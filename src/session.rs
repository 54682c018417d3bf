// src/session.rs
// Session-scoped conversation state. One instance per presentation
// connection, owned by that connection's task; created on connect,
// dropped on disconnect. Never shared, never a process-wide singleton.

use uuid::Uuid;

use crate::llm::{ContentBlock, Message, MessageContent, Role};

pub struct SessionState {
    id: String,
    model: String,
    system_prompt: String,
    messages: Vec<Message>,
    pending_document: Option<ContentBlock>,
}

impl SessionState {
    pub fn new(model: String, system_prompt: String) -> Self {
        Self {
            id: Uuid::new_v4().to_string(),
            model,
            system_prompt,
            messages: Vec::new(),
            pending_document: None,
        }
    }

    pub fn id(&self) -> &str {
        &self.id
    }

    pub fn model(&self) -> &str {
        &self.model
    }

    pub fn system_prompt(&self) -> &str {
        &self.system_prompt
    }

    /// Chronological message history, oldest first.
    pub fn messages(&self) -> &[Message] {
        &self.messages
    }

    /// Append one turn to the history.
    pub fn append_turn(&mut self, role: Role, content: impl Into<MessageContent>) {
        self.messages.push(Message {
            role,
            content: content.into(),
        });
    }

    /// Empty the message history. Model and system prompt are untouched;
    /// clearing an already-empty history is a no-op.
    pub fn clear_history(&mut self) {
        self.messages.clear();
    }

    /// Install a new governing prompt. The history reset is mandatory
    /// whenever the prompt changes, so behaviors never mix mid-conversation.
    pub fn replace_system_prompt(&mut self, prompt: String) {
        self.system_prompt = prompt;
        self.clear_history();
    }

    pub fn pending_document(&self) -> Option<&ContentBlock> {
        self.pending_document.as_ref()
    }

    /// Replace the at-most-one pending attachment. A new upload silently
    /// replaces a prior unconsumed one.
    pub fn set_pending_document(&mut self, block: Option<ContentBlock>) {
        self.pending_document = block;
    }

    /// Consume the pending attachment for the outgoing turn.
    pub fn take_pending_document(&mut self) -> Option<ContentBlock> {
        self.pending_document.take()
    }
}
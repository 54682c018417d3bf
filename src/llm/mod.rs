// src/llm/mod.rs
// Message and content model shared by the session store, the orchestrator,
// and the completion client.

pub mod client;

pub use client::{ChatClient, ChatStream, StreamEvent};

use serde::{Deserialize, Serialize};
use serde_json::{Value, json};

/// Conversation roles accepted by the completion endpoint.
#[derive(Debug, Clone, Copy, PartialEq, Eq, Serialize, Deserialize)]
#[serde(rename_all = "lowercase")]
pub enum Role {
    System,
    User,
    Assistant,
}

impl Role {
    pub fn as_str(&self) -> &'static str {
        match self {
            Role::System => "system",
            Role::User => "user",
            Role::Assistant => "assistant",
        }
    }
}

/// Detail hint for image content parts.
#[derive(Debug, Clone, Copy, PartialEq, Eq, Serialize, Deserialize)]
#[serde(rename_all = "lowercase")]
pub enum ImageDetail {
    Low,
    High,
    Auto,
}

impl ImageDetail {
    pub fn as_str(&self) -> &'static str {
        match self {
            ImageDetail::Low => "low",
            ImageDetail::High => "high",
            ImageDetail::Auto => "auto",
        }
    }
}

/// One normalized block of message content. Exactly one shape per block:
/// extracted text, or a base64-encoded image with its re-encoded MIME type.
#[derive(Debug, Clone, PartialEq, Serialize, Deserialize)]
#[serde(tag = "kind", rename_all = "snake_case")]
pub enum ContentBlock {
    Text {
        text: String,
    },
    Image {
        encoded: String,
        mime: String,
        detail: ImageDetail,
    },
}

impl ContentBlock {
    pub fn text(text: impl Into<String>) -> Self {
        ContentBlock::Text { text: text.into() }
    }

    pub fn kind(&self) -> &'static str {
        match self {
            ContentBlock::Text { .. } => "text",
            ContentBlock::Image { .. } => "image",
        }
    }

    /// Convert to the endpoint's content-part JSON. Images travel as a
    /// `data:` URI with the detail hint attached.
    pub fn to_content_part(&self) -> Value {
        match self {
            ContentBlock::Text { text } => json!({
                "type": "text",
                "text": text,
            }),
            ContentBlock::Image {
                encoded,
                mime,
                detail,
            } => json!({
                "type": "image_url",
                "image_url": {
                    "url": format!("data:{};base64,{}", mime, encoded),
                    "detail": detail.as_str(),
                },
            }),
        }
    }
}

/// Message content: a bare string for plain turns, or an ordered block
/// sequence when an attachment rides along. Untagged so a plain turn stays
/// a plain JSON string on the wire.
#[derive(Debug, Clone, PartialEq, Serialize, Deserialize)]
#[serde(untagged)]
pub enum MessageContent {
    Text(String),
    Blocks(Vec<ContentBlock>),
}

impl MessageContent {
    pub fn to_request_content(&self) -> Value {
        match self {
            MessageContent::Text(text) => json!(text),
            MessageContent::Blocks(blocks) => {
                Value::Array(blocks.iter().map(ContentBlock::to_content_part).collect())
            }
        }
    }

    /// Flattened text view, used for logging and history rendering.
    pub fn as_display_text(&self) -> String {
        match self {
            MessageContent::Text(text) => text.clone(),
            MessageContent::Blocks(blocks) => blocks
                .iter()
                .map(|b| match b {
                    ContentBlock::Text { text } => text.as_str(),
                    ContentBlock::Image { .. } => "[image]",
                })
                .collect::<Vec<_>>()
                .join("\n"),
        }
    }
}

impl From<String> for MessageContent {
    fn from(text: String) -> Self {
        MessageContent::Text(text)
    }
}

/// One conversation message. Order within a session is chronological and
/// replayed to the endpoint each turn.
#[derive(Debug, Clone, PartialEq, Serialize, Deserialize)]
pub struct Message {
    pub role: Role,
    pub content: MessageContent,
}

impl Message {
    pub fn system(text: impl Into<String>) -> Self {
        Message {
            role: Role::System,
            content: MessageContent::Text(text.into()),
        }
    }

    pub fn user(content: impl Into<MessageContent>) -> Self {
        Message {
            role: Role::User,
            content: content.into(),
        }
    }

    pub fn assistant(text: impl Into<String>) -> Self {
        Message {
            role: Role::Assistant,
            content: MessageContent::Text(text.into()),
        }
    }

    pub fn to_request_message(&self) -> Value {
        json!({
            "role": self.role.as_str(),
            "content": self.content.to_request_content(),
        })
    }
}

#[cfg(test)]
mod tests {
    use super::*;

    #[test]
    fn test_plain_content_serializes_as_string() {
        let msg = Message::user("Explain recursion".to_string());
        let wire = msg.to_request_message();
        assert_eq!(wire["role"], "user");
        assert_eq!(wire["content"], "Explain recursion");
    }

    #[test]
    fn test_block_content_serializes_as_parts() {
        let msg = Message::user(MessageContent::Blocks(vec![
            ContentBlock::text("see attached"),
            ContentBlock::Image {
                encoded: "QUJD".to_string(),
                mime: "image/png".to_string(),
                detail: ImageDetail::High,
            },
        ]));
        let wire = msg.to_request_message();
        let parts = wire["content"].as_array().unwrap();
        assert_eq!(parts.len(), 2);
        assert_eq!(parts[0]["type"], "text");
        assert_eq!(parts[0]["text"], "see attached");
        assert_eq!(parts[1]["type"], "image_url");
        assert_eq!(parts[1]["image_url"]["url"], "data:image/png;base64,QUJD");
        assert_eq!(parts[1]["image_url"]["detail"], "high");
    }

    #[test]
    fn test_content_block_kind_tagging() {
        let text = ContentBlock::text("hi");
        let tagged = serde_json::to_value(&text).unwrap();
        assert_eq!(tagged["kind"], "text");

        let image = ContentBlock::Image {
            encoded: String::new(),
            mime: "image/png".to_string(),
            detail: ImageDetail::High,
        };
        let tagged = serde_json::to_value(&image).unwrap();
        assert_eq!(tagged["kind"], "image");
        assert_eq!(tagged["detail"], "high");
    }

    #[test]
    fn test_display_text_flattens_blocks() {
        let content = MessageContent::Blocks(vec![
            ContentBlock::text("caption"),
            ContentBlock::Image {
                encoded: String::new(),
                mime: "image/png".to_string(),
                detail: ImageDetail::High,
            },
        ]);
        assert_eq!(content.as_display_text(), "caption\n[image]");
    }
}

------------------------------------------------------------

WORK INSTRUCTION
The word is "Explain". Copy every line above where it appears.

RESPONSE AREA
        let msg = Message::user("Explain recursion".to_string());
        assert_eq!(wire["content"], "Explain recursion");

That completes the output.